**Work order**
Because the listing below is to be kept intact, restate all of it word for word.

**Information supplied**
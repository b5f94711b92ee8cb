mod config;
mod error;
mod fetch;
mod gate;
mod loader;
mod render;
mod routes;
mod state;

use std::sync::Arc;

use tokio::signal;

#[tokio::main]
async fn main() {
    dotenvy::dotenv().ok();
    tracing_subscriber::fmt::init();

    let config = config::WebConfig::from_env().expect("invalid configuration");
    let port = config.port;
    tracing::info!(
        api_url = %config.api_url,
        gate_policy = ?config.gate_policy,
        status_policy = ?config.status_policy,
        "configuration loaded"
    );

    let fetch = fetch::HttpFetch::new().expect("http client init failed");
    let state = state::AppState::new(config, Arc::new(fetch)).expect("upstream endpoints invalid");

    let app = routes::app(state);
    let listener = tokio::net::TcpListener::bind(format!("0.0.0.0:{port}"))
        .await
        .expect("failed to bind");

    tracing::info!(%port, "freudbot-web listening");
    axum::serve(listener, app)
        .with_graceful_shutdown(shutdown_signal())
        .await
        .expect("server failed");
}

/// Resolves when SIGINT or SIGTERM arrives.
async fn shutdown_signal() {
    let ctrl_c = async {
        signal::ctrl_c().await.expect("failed to install Ctrl+C handler");
    };

    #[cfg(unix)]
    let terminate = async {
        signal::unix::signal(signal::unix::SignalKind::terminate())
            .expect("failed to install SIGTERM handler")
            .recv()
            .await;
    };

    #[cfg(not(unix))]
    let terminate = std::future::pending::<()>();

    tokio::select! {
        () = ctrl_c => {},
        () = terminate => {},
    }

    tracing::info!("shutting down");
}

**Exercise result**
repository b5f94711b92ee8cb
mod config;
mod error;
mod fetch;
mod gate;
mod loader;
mod render;
mod routes;
mod state;

use std::sync::Arc;

use tokio::signal;

#[tokio::main]
async fn main() {
    dotenvy::dotenv().ok();
    tracing_subscriber::fmt::init();

    let config = config::WebConfig::from_env().expect("invalid configuration");
    let port = config.port;
    tracing::info!(
        api_url = %config.api_url,
        gate_policy = ?config.gate_policy,
        status_policy = ?config.status_policy,
        "configuration loaded"
    );

    let fetch = fetch::HttpFetch::new().expect("http client init failed");
    let state = state::AppState::new(config, Arc::new(fetch)).expect("upstream endpoints invalid");

    let app = routes::app(state);
    let listener = tokio::net::TcpListener::bind(format!("0.0.0.0:{port}"))
        .await
        .expect("failed to bind");

    tracing::info!(%port, "freudbot-web listening");
    axum::serve(listener, app)
        .with_graceful_shutdown(shutdown_signal())
        .await
        .expect("server failed");
}

/// Resolves when SIGINT or SIGTERM arrives.
async fn shutdown_signal() {
    let ctrl_c = async {
        signal::ctrl_c().await.expect("failed to install Ctrl+C handler");
    };

    #[cfg(unix)]
    let terminate = async {
        signal::unix::signal(signal::unix::SignalKind::terminate())
            .expect("failed to install SIGTERM handler")
            .recv()
            .await;
    };

    #[cfg(not(unix))]
    let terminate = std::future::pending::<()>();

    tokio::select! {
        () = ctrl_c => {},
        () = terminate => {},
    }

    tracing::info!("shutting down");
}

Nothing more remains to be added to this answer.